**Activity**. Below are entries; work out how many of their lines include the string "crate", and reply with the number only.

**Exercise data**.
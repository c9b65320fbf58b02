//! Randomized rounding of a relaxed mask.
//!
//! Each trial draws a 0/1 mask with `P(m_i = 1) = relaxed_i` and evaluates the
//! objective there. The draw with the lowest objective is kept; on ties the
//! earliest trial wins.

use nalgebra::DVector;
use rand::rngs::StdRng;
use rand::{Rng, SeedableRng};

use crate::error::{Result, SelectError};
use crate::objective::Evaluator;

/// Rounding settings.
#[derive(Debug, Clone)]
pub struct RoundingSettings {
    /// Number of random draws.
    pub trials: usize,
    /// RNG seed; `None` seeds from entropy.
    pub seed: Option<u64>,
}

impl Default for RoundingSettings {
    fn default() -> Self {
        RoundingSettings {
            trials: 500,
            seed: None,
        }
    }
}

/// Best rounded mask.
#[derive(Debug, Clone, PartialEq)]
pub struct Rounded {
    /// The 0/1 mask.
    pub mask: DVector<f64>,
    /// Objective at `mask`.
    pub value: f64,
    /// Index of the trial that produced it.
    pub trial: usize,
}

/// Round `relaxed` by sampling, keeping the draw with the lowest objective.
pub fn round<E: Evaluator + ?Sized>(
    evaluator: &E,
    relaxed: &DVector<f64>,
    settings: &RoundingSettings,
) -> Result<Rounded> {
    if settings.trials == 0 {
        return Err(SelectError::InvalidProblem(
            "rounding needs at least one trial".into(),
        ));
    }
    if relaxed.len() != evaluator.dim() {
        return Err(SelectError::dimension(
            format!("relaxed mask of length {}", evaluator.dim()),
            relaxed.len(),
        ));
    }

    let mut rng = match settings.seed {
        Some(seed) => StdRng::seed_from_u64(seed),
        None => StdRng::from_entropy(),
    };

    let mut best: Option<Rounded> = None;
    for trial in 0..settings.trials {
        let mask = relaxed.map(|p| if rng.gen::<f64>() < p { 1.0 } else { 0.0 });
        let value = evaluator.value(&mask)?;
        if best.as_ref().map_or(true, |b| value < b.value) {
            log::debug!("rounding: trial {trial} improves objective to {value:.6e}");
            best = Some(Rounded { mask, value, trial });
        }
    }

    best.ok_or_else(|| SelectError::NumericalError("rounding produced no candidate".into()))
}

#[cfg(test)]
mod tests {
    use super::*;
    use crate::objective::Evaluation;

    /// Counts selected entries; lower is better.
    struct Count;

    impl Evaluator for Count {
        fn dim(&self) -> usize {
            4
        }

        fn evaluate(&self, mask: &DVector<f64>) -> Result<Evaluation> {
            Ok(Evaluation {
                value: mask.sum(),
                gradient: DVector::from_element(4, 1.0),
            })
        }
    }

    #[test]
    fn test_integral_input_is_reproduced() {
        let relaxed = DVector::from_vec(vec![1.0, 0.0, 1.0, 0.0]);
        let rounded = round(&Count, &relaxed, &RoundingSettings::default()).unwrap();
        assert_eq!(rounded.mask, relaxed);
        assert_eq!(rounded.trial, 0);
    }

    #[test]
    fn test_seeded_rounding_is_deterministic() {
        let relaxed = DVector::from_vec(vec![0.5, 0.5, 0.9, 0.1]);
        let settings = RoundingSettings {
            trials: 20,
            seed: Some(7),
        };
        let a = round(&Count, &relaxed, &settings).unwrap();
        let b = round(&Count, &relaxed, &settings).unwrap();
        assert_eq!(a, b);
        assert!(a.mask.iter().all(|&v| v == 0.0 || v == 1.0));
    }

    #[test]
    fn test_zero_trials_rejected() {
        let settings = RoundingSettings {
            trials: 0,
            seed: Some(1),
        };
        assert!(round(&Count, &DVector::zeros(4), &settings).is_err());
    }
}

**Written solution**. 3